** Opening Dataset records block **

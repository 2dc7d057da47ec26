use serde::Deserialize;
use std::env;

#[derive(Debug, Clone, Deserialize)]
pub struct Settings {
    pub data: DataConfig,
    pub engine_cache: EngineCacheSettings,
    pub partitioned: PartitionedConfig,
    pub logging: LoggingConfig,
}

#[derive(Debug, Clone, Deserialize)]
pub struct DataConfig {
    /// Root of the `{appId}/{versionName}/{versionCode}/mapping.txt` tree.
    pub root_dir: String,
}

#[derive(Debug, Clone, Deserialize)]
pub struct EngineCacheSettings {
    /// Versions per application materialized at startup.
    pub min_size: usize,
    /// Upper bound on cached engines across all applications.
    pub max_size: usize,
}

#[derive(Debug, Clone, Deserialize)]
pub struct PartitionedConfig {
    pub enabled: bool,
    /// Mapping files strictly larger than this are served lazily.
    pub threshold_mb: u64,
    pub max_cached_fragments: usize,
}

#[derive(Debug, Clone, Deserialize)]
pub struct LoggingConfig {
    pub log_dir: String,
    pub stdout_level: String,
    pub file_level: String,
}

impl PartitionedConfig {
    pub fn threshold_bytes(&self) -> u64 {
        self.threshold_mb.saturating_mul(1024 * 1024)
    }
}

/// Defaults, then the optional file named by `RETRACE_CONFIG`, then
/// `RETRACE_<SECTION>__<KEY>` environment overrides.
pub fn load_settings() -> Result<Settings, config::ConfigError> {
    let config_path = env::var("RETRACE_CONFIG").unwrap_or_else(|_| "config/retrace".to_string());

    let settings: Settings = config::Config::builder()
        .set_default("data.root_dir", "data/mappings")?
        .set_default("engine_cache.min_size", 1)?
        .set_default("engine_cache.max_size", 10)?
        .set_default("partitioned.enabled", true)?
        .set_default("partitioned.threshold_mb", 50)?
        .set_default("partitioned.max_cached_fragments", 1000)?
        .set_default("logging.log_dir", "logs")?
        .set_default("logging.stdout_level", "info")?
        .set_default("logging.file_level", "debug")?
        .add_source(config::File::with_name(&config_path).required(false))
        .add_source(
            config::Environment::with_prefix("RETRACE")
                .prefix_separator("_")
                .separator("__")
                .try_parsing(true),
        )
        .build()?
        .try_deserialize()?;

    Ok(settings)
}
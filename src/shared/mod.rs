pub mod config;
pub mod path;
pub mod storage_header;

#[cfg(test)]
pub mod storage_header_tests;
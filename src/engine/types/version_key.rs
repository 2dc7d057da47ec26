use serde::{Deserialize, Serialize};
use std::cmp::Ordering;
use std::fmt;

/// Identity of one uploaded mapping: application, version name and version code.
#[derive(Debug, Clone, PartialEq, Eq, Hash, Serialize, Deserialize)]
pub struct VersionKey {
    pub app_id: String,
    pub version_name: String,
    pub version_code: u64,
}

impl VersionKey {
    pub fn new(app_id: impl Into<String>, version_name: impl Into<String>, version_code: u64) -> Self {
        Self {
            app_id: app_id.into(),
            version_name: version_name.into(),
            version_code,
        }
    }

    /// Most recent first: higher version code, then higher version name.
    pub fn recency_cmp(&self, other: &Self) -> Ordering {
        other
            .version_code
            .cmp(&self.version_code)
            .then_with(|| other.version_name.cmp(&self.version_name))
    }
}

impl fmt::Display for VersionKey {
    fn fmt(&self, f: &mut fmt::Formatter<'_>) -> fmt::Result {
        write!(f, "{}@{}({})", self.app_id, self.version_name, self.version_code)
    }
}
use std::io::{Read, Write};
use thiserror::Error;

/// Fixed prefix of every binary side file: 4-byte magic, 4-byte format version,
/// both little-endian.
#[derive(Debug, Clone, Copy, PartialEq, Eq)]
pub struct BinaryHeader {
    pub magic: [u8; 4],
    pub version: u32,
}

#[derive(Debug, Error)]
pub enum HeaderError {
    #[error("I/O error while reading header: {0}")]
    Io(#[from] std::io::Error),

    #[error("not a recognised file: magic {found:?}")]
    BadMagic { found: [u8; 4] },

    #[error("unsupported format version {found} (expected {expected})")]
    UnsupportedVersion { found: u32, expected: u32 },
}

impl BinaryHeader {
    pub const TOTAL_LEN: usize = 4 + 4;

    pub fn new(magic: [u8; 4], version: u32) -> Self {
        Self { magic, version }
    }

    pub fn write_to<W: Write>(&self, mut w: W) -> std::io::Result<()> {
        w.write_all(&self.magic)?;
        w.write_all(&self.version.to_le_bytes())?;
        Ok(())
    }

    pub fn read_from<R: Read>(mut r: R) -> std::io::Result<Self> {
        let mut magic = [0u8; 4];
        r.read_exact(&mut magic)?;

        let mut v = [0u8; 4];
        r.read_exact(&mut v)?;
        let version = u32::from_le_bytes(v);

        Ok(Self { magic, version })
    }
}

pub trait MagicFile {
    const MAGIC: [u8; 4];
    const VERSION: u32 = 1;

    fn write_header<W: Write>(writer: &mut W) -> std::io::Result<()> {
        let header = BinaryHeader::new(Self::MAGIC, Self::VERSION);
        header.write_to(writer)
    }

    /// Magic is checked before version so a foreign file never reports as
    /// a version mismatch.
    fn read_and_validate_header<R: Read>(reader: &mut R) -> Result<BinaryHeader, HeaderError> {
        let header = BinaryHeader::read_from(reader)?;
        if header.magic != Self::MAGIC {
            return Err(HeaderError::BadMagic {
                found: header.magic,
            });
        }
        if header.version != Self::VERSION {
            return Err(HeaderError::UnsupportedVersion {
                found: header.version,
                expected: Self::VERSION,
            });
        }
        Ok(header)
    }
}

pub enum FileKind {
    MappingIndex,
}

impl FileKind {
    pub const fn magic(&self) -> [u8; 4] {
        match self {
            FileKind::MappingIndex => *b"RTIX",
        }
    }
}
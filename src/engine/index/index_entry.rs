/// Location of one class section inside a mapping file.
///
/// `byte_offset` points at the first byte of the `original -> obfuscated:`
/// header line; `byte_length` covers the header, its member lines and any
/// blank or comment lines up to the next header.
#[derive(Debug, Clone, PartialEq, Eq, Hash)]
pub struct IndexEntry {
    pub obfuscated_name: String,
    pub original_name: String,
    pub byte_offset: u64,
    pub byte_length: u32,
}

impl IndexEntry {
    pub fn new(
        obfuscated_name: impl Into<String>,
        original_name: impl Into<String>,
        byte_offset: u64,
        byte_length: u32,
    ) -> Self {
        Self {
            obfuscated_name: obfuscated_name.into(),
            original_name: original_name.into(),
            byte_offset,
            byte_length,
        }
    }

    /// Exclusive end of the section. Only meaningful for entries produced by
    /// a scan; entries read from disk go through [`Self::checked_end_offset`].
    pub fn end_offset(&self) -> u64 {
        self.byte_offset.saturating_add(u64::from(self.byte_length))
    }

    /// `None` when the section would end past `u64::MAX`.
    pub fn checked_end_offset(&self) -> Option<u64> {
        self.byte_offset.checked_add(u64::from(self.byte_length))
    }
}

** Closing Dataset records block **

Filter the records above and return every line that holds the word "BadMagic".

    BadMagic { found: [u8; 4] },
            return Err(HeaderError::BadMagic {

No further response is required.